• _Your goal_: Select all lines holding the word "UndefinedType" from the entries that follow.

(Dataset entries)
[Start of Attachment]
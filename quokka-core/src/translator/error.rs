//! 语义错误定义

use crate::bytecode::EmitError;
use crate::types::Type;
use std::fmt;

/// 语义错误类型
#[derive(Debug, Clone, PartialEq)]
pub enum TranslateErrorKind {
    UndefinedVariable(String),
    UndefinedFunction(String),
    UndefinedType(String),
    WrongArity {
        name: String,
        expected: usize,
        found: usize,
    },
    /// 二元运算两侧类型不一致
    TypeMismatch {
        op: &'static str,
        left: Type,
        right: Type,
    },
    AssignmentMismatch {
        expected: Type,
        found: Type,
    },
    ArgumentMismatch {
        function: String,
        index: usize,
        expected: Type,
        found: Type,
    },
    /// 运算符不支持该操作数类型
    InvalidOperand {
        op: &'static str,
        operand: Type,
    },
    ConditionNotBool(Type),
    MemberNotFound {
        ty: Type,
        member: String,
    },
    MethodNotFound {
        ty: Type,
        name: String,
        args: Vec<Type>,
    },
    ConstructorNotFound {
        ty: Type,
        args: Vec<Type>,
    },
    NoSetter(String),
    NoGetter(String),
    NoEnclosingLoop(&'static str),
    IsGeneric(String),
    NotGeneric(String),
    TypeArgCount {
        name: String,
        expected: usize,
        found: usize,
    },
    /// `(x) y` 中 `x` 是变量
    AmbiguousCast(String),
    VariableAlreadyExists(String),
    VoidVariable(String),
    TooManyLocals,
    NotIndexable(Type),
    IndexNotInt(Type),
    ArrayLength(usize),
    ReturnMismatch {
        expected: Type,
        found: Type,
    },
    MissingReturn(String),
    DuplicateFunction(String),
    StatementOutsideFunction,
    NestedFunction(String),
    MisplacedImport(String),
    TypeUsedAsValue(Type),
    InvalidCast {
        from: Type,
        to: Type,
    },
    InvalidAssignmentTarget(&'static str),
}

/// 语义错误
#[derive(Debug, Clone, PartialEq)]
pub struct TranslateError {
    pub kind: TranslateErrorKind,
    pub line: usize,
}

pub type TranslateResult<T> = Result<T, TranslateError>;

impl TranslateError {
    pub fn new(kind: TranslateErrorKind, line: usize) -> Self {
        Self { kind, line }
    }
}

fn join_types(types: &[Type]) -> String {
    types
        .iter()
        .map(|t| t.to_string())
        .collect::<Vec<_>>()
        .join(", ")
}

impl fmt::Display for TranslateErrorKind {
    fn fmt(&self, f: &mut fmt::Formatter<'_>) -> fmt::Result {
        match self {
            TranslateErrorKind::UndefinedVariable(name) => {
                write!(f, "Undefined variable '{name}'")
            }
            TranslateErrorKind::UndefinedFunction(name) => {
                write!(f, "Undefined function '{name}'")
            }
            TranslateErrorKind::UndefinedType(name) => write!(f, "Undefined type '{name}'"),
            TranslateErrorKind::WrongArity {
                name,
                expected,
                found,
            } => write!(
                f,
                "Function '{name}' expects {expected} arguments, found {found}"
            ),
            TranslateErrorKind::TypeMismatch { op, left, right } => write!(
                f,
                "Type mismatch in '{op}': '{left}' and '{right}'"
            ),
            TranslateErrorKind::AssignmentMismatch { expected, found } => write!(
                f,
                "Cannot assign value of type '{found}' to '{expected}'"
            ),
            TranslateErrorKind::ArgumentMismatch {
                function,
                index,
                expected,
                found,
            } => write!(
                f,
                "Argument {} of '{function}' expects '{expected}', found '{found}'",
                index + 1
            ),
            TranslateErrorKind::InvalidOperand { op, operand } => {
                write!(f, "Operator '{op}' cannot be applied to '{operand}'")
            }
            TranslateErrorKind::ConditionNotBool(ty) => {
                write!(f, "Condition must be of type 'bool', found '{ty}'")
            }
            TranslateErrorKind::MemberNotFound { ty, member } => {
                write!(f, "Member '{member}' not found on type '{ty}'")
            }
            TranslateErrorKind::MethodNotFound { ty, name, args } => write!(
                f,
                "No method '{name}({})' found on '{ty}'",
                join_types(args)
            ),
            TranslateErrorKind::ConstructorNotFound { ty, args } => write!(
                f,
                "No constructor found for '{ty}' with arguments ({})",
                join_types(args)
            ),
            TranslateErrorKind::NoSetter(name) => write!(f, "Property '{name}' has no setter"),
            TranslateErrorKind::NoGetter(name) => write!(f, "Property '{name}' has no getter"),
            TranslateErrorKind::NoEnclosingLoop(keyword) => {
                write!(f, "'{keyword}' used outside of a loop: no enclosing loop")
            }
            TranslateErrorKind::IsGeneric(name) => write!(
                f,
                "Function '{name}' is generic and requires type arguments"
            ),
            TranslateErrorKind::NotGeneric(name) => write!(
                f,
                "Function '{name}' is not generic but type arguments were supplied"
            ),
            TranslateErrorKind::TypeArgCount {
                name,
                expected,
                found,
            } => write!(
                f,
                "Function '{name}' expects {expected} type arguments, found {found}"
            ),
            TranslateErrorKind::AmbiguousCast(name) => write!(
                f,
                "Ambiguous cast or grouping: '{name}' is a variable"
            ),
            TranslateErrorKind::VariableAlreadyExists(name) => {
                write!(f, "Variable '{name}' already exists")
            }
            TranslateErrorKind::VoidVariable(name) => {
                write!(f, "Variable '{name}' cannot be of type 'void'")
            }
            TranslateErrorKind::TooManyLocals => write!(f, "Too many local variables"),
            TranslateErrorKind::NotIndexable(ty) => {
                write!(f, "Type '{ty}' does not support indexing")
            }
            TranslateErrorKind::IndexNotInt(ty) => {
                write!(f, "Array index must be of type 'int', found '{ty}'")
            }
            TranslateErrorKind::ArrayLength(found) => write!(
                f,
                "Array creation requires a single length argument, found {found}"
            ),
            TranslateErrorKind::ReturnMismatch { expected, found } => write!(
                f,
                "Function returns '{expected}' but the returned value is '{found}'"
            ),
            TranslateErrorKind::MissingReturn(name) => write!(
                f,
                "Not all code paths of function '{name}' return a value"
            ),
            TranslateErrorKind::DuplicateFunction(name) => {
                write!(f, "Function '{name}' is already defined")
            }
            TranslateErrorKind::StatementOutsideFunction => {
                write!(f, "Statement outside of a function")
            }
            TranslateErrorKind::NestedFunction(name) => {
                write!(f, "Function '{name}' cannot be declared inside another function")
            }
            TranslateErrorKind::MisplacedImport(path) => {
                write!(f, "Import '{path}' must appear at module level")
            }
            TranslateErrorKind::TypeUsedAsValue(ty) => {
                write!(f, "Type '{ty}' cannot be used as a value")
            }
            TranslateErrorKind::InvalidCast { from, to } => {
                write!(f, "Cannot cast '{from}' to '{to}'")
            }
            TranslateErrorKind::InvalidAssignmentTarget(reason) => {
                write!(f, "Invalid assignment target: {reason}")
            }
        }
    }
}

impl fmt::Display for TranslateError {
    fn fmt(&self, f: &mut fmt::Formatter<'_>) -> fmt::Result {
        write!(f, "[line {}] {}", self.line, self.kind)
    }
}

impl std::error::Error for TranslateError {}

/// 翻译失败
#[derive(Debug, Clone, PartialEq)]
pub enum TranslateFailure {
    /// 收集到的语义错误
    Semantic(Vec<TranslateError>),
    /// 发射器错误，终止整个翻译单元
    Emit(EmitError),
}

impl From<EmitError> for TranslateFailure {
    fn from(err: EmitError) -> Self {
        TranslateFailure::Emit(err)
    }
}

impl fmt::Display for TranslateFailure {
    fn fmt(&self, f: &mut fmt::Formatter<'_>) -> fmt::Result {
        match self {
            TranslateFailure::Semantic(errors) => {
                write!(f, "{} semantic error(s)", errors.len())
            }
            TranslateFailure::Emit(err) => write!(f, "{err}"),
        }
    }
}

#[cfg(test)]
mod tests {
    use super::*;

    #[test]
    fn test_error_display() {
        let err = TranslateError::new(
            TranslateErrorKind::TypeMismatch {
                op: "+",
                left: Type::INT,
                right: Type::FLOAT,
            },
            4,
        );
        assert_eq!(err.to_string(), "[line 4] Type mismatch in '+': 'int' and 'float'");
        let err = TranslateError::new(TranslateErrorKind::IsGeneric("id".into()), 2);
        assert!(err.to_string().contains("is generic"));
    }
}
[End of Attachment]
• _Solution_:
    UndefinedType(String),
            TranslateErrorKind::UndefinedType(name) => write!(f, "Undefined type '{name}'"),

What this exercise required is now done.